In three volumes. Edited by Academician S. D. Skazkin (executive editor), L. A. Kotelnikova, and V. I. Rutenburg. 1970. 579 pp. The print run is 19250. Price 2 rubles. 50 kopecks.
The history of medieval Italy aroused considerable interest among Russian pre-revolutionary scholars, but it increased especially during the Soviet period1 . Now our literature is being updated with a new generalizing work prepared by the Institute of General History of the Academy of Sciences of the USSR - "History of Italy", the first volume of which, covering the period from the fifth to the eighteenth century, has already been published. The authors ' team * took into account both Soviet and foreign, mainly Italian, studies, and used data from many sources. Unlike the bourgeois historians, the authors did not limit themselves to the framework of political history or small excursions into the field of socio-economic development, but drew a comprehensive picture of the history of medieval Italy. The peculiarity of this country - the lack of straightforwardness and uniformity of its development-determined the features of the presentation of the material: the authors do not so much strive to give a consistent description of events as to reveal in each of the chapters the core problem of a particular era (p. 7). Adhering to this principle, the editors entrusted the writing of individual chapters to those scientists who specifically deal with this problem, by preserving the overall proofs and conclusions of each of them. Therefore, as the preface points out, "in some cases, different points of view may clash" (p.7).

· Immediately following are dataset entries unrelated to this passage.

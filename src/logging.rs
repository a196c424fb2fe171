//! Log setup. The terminal is owned by the UI, so everything goes to a file.

use std::fs::{self, OpenOptions};
use std::path::PathBuf;
use std::sync::Mutex;

use tracing_subscriber::layer::SubscriberExt;
use tracing_subscriber::util::SubscriberInitExt;
use tracing_subscriber::{EnvFilter, fmt};

use crate::config::{LoggingSettings, default_log_path};
use crate::error::Result;

/// Environment variable holding a `tracing` filter that overrides
/// `logging.level`.
pub const LOG_ENV: &str = "ENCORE_LOG";

fn log_path(settings: &LoggingSettings) -> Option<PathBuf> {
    settings.file.clone().or_else(default_log_path)
}

fn filter(settings: &LoggingSettings) -> EnvFilter {
    EnvFilter::try_from_env(LOG_ENV)
        .or_else(|_| EnvFilter::try_new(&settings.level))
        .unwrap_or_else(|_| EnvFilter::new("info"))
}

/// Install the global subscriber writing to the configured log file.
///
/// Returns the file in use, or `None` when there is nowhere to write (no
/// configured file and no home directory).
pub fn init(settings: &LoggingSettings) -> Result<Option<PathBuf>> {
    let Some(path) = log_path(settings) else {
        return Ok(None);
    };
    if let Some(parent) = path.parent() {
        fs::create_dir_all(parent)?;
    }
    let file = OpenOptions::new().create(true).append(true).open(&path)?;

    // A subscriber may already be installed (tests); keep that one.
    let _ = tracing_subscriber::registry()
        .with(filter(settings))
        .with(
            fmt::layer()
                .with_writer(Mutex::new(file))
                .with_ansi(false)
                .with_target(true),
        )
        .try_init();

    Ok(Some(path))
}

#[cfg(test)]
mod tests {
    use super::*;

    #[test]
    fn configured_file_wins_over_default() {
        let settings = LoggingSettings {
            file: Some(PathBuf::from("/tmp/encore-test.log")),
            ..LoggingSettings::default()
        };
        assert_eq!(log_path(&settings), Some(PathBuf::from("/tmp/encore-test.log")));
    }

    #[test]
    fn init_creates_missing_directories() {
        let dir = tempfile::tempdir().unwrap();
        let path = dir.path().join("nested").join("encore.log");
        let settings = LoggingSettings {
            file: Some(path.clone()),
            level: "debug".to_string(),
        };

        assert_eq!(init(&settings).unwrap(), Some(path.clone()));
        assert!(path.exists());
    }

    #[test]
    fn invalid_level_falls_back_instead_of_failing() {
        let settings = LoggingSettings {
            file: None,
            level: "[[not a filter".to_string(),
        };
        // Must not panic.
        let _ = filter(&settings);
    }
}
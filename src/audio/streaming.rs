use std::io::BufReader;
use std::time::Duration;

use rodio::mixer::Mixer;
use rodio::{Decoder, Sink, Source};

use super::engine::AudioEngine;
use super::session::{Prepared, SinkSession, open_source};
use super::types::{EventSink, LoadRequest};

/// Decode-as-you-play backend: the file is streamed through rodio's decoder
/// and playback can start as soon as the header is parsed.
pub struct StreamingEngine {
    session: SinkSession,
}

impl StreamingEngine {
    pub fn new(mixer: Option<Mixer>, events: EventSink, progress_interval: Duration) -> Self {
        Self {
            session: SinkSession::new(mixer, events, progress_interval),
        }
    }
}

fn prepare_streaming(source: &str, mixer: &Mixer) -> Result<Prepared, String> {
    let file = open_source(source)?;
    let decoder = Decoder::new(BufReader::new(file))
        .map_err(|e| format!("failed to decode {source}: {e}"))?;
    let duration = decoder.total_duration().map(|d| d.as_secs_f64());

    let sink = Sink::connect_new(mixer);
    sink.pause();
    sink.append(decoder);

    Ok(Prepared {
        sink,
        duration,
        summary: None,
    })
}

impl AudioEngine for StreamingEngine {
    fn load(&mut self, request: LoadRequest) {
        self.session.load(request, Box::new(prepare_streaming));
    }

    fn play(&mut self) {
        self.session.play();
    }

    fn pause(&mut self) {
        self.session.pause();
    }

    fn seek(&mut self, seconds: f64) {
        self.session.seek(seconds);
    }

    fn set_volume(&mut self, volume: f32) {
        self.session.set_volume(volume);
    }

    fn position(&self) -> f64 {
        self.session.position()
    }

    fn duration(&self) -> f64 {
        self.session.duration()
    }

    fn destroy(&mut self) {
        self.session.destroy();
    }
}
//! Application module: exposes the browser model used by the TUI and runtime.
//!
//! The `App` model lives in `app::model` and holds the catalog, the current
//! view, selection and search filter.

mod model;

pub use model::*;
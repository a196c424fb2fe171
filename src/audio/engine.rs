use super::types::{EventSink, LoadRequest};

/// Capability surface of one playback backend instance.
///
/// An instance plays at most one source. None of the methods fail: problems
/// during `load` surface as an `EngineEvent::Error` on the instance's
/// `EventSink`, and everything else degrades to a no-op.
pub trait AudioEngine {
    /// Start loading asynchronously. Reports `Ready` or `Error` later.
    fn load(&mut self, request: LoadRequest);

    /// Start or resume output. Before `Ready` this is recorded as intent.
    fn play(&mut self);

    /// Pause output. Before `Ready` this overrides an earlier `play`.
    fn pause(&mut self);

    /// Jump to `seconds`. Ignored until the instance is ready.
    fn seek(&mut self, seconds: f64);

    /// Set output volume in `[0, 1]`; applied immediately or on `Ready`.
    fn set_volume(&mut self, volume: f32);

    /// Current position in seconds, 0 before `Ready`.
    fn position(&self) -> f64;

    /// Best known duration: the decoder's once ready, the declared one
    /// before that or after an error.
    fn duration(&self) -> f64;

    /// Stop output and release the source. Idempotent; no events are
    /// delivered afterwards.
    fn destroy(&mut self);
}

/// Creates engine instances bound to an event sink.
pub trait EngineFactory {
    fn create(&mut self, events: EventSink) -> Box<dyn AudioEngine>;
}
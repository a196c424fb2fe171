mod app;
mod audio;
mod catalog;
mod config;
mod error;
mod logging;
mod player;
mod runtime;
mod transport;
mod ui;
mod waveform;

fn main() -> Result<(), Box<dyn std::error::Error>> {
    runtime::run()
}
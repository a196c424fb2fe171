use std::io::BufReader;
use std::time::Duration;

use rodio::buffer::SamplesBuffer;
use rodio::mixer::Mixer;
use rodio::{Decoder, Sink, Source};

use crate::waveform::summary;

use super::engine::AudioEngine;
use super::session::{Prepared, SinkSession, open_source};
use super::types::{EventSink, LoadRequest};

/// Waveform-synchronized backend.
///
/// Decodes the whole file before reporting `Ready`, publishes an amplitude
/// summary of the real audio, then plays from memory. Slower to start than
/// `StreamingEngine` but seeks are exact.
pub struct WaveformEngine {
    session: SinkSession,
    summary_len: usize,
}

impl WaveformEngine {
    pub fn new(
        mixer: Option<Mixer>,
        events: EventSink,
        progress_interval: Duration,
        summary_len: usize,
    ) -> Self {
        Self {
            session: SinkSession::new(mixer, events, progress_interval),
            summary_len: summary_len.max(1),
        }
    }
}

fn prepare_decoded(source: &str, mixer: &Mixer, summary_len: usize) -> Result<Prepared, String> {
    let file = open_source(source)?;
    let decoder = Decoder::new(BufReader::new(file))
        .map_err(|e| format!("failed to decode {source}: {e}"))?;

    let channels = decoder.channels();
    let sample_rate = decoder.sample_rate();
    if channels == 0 || sample_rate == 0 {
        return Err(format!("{source}: stream has no channels or sample rate"));
    }

    let samples: Vec<f32> = decoder.collect();
    let frames = samples.len() / usize::from(channels);
    let duration = frames as f64 / f64::from(sample_rate);
    let decoded_summary = summary::from_samples(&samples, channels, summary_len);

    let sink = Sink::connect_new(mixer);
    sink.pause();
    sink.append(SamplesBuffer::new(channels, sample_rate, samples));

    Ok(Prepared {
        sink,
        duration: Some(duration),
        summary: Some(decoded_summary),
    })
}

impl AudioEngine for WaveformEngine {
    fn load(&mut self, request: LoadRequest) {
        let summary_len = self.summary_len;
        self.session.load(
            request,
            Box::new(move |source: &str, mixer: &Mixer| {
                prepare_decoded(source, mixer, summary_len)
            }),
        );
    }

    fn play(&mut self) {
        self.session.play();
    }

    fn pause(&mut self) {
        self.session.pause();
    }

    fn seek(&mut self, seconds: f64) {
        self.session.seek(seconds);
    }

    fn set_volume(&mut self, volume: f32) {
        self.session.set_volume(volume);
    }

    fn position(&self) -> f64 {
        self.session.position()
    }

    fn duration(&self) -> f64 {
        self.session.duration()
    }

    fn destroy(&mut self) {
        self.session.destroy();
    }
}
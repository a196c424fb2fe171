use std::{env, path::PathBuf};

use crate::error::Error;

use super::schema::Settings;

/// Configuration loading helpers.
///
/// `Settings::load` reads an optional config file, lets environment variables
/// (prefix `ENCORE__`) override it, and falls back to struct defaults.
impl Settings {
    /// Load settings from environment and optional config file.
    pub fn load() -> Result<Self, Error> {
        let config_path = resolve_config_path();

        let mut builder = ::config::Config::builder();

        if let Some(path) = &config_path {
            builder = builder.add_source(::config::File::from(path.as_path()).required(false));
        }

        builder = builder.add_source(
            ::config::Environment::with_prefix("ENCORE")
                .separator("__")
                .try_parsing(true),
        );

        let cfg = builder.build()?;
        let settings: Settings = cfg.try_deserialize()?;
        Ok(settings)
    }

    /// Reject values the player cannot run with.
    pub fn validate(&self) -> Result<(), Error> {
        let invalid = |msg: &str| Err(Error::InvalidConfig(msg.to_string()));

        if self.audio.progress_interval_ms == 0 {
            return invalid("audio.progress_interval_ms must be >= 1");
        }
        if !(0.0..=1.0).contains(&self.audio.initial_volume) {
            return invalid("audio.initial_volume must be within [0, 1]");
        }
        if self.audio.summary_length == 0 {
            return invalid("audio.summary_length must be >= 1");
        }
        if self.ui.waveform_rows == 0 {
            return invalid("ui.waveform_rows must be >= 1");
        }
        if !(self.controls.volume_step > 0.0 && self.controls.volume_step <= 1.0) {
            return invalid("controls.volume_step must be within (0, 1]");
        }
        if self.catalog.extensions.iter().all(|e| e.trim().is_empty()) {
            return invalid("catalog.extensions must name at least one extension");
        }
        Ok(())
    }
}

/// Resolve the config path from `ENCORE_CONFIG_PATH` or XDG defaults.
pub fn resolve_config_path() -> Option<PathBuf> {
    if let Some(p) = env::var_os("ENCORE_CONFIG_PATH") {
        return Some(PathBuf::from(p));
    }
    default_config_path()
}

fn xdg_dir(var: &str, home_fallback: &[&str]) -> Option<PathBuf> {
    if let Some(dir) = env::var_os(var) {
        Some(PathBuf::from(dir))
    } else {
        env::var_os("HOME").map(|home| home_fallback.iter().fold(PathBuf::from(home), |p, c| p.join(c)))
    }
}

/// Compute the default config path under `$XDG_CONFIG_HOME/encore/config.toml`
/// or `~/.config/encore/config.toml` when `XDG_CONFIG_HOME` is not set.
pub fn default_config_path() -> Option<PathBuf> {
    xdg_dir("XDG_CONFIG_HOME", &[".config"]).map(|d| d.join("encore").join("config.toml"))
}

/// Default log file under `$XDG_STATE_HOME/encore/encore.log` or
/// `~/.local/state/encore/encore.log`.
pub fn default_log_path() -> Option<PathBuf> {
    xdg_dir("XDG_STATE_HOME", &[".local", "state"]).map(|d| d.join("encore").join("encore.log"))
}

The leading problems of Italian history include, first of all, the transition from antiquity to the Middle Ages. In its treatment of this question, modern bourgeois medieval studies, as a rule, adheres to the "theory of continuity" - the continuity of development from ancient or ancient Germanic orders to feudal ones. This theory is strongly opposed by Soviet Medievalists .2 The book is convincing so far-
1 See I. Rutenburg. The history of medieval Italy in the works of scientists of the XIX-early XX centuries "The Middle Ages". Issue 25, 1964; L. M. Bragina. Review of the book" Essays on the history of Italy (476-1918)". "The Middle Ages". Issue 21, 1962; O. L. Weinstein. Soviet Medieval Studies, L. 1968.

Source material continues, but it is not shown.